[Saved data entries]

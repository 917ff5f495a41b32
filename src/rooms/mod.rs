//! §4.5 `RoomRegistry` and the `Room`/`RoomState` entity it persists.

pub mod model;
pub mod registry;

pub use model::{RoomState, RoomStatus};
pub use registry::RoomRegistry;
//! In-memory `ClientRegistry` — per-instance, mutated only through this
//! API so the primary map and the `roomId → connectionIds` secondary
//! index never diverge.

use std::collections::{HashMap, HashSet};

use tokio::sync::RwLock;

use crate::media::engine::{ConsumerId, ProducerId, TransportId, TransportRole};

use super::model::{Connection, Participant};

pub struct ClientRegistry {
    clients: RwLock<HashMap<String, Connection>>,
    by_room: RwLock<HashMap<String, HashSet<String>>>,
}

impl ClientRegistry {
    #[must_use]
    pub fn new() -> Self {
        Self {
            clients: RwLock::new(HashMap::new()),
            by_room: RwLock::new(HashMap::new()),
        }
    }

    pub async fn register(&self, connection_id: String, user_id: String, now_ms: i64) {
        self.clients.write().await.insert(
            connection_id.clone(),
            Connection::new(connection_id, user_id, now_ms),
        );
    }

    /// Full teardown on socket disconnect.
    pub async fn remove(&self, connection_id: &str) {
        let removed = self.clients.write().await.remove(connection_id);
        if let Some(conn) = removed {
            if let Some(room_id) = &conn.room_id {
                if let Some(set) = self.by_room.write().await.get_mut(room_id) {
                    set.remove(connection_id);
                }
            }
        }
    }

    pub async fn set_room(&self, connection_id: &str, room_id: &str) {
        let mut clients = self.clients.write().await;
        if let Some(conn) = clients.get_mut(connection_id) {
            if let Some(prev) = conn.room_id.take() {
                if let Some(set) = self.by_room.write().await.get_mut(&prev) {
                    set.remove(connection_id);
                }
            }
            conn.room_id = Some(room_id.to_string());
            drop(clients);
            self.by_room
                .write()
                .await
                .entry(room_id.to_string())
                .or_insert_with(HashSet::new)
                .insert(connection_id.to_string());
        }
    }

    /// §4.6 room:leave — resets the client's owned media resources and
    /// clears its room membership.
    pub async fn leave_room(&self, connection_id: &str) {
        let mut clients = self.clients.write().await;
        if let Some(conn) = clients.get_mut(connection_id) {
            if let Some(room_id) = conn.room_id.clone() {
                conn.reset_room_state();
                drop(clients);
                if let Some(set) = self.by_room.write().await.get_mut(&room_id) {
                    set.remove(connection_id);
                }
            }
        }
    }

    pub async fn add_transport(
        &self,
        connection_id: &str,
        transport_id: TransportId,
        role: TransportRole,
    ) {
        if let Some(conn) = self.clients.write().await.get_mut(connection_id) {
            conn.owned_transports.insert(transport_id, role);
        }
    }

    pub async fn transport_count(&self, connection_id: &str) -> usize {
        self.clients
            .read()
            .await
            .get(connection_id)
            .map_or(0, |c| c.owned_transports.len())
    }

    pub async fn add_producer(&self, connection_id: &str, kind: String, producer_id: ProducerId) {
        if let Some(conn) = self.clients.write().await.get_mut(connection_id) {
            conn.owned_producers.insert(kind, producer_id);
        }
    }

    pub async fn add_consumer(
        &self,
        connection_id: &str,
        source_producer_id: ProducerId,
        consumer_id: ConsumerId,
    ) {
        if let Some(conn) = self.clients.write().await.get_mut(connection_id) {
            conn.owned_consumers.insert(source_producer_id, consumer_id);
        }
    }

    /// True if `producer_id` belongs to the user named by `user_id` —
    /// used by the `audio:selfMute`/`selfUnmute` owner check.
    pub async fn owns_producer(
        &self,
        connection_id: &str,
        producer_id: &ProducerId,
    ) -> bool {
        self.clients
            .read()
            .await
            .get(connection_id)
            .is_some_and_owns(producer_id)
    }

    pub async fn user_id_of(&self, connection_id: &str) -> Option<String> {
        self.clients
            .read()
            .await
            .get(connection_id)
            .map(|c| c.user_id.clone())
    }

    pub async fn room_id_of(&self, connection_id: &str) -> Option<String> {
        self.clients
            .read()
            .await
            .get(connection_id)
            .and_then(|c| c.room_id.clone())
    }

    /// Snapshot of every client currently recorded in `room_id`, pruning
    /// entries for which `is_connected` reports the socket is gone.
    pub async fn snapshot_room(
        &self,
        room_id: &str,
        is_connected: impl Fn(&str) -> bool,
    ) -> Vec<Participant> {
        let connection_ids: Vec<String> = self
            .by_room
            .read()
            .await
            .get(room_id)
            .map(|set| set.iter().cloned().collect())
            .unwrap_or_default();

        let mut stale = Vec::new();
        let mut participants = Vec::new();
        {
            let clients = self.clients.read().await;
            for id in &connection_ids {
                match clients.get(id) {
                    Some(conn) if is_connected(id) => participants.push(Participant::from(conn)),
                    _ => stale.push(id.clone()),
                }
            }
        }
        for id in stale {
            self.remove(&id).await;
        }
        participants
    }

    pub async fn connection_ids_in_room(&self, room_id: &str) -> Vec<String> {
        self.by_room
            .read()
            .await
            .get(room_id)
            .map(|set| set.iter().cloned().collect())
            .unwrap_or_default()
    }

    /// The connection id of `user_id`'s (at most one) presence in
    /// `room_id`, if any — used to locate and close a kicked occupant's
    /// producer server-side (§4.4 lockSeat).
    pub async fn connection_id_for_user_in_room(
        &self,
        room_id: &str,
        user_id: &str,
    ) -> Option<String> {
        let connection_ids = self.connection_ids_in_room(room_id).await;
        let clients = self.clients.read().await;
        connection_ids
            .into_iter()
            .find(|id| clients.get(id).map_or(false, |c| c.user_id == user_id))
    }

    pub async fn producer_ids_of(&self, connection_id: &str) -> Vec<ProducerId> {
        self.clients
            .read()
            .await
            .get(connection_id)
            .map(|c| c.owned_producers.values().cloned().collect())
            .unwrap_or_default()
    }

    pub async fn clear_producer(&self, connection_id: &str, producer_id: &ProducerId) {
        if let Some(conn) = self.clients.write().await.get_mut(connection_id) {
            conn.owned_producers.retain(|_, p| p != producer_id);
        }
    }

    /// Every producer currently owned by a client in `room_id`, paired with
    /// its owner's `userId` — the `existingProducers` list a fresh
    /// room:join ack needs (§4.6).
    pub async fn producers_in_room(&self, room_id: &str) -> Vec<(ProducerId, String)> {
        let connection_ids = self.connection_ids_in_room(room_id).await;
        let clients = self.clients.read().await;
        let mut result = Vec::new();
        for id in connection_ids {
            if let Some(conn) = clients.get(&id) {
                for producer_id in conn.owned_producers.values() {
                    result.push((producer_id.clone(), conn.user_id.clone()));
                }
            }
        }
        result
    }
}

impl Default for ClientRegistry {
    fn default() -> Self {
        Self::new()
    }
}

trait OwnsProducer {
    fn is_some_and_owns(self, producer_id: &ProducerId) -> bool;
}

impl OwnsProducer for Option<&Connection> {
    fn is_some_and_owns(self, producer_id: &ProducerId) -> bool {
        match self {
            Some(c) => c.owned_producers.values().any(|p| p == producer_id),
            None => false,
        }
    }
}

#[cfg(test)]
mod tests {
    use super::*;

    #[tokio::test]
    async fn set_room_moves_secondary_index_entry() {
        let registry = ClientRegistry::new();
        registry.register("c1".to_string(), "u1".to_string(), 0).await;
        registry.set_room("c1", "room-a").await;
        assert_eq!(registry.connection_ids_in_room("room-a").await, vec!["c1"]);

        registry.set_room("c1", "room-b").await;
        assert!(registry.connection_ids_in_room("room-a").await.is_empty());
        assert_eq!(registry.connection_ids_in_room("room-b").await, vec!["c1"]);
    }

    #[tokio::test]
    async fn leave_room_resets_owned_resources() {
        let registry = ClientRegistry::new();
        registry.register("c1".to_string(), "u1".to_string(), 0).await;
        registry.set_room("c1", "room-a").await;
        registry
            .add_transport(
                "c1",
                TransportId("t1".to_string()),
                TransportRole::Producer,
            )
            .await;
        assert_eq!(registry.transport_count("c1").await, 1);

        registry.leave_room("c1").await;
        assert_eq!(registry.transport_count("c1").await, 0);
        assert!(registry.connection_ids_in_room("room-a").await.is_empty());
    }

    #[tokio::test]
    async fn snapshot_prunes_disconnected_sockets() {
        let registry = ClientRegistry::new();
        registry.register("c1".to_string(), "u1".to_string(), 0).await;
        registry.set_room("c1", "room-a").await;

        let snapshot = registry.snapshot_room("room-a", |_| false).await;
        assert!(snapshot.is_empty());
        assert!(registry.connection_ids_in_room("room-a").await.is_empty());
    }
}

◆ **Exercise aim**:
Where in the records above does the word "ClientRegistry" appear? Copy each line that holds it.

◆ **Reply to the exercise**:
//! In-memory `ClientRegistry` — per-instance, mutated only through this
pub struct ClientRegistry {
impl ClientRegistry {
impl Default for ClientRegistry {
        let registry = ClientRegistry::new();
        let registry = ClientRegistry::new();
        let registry = ClientRegistry::new();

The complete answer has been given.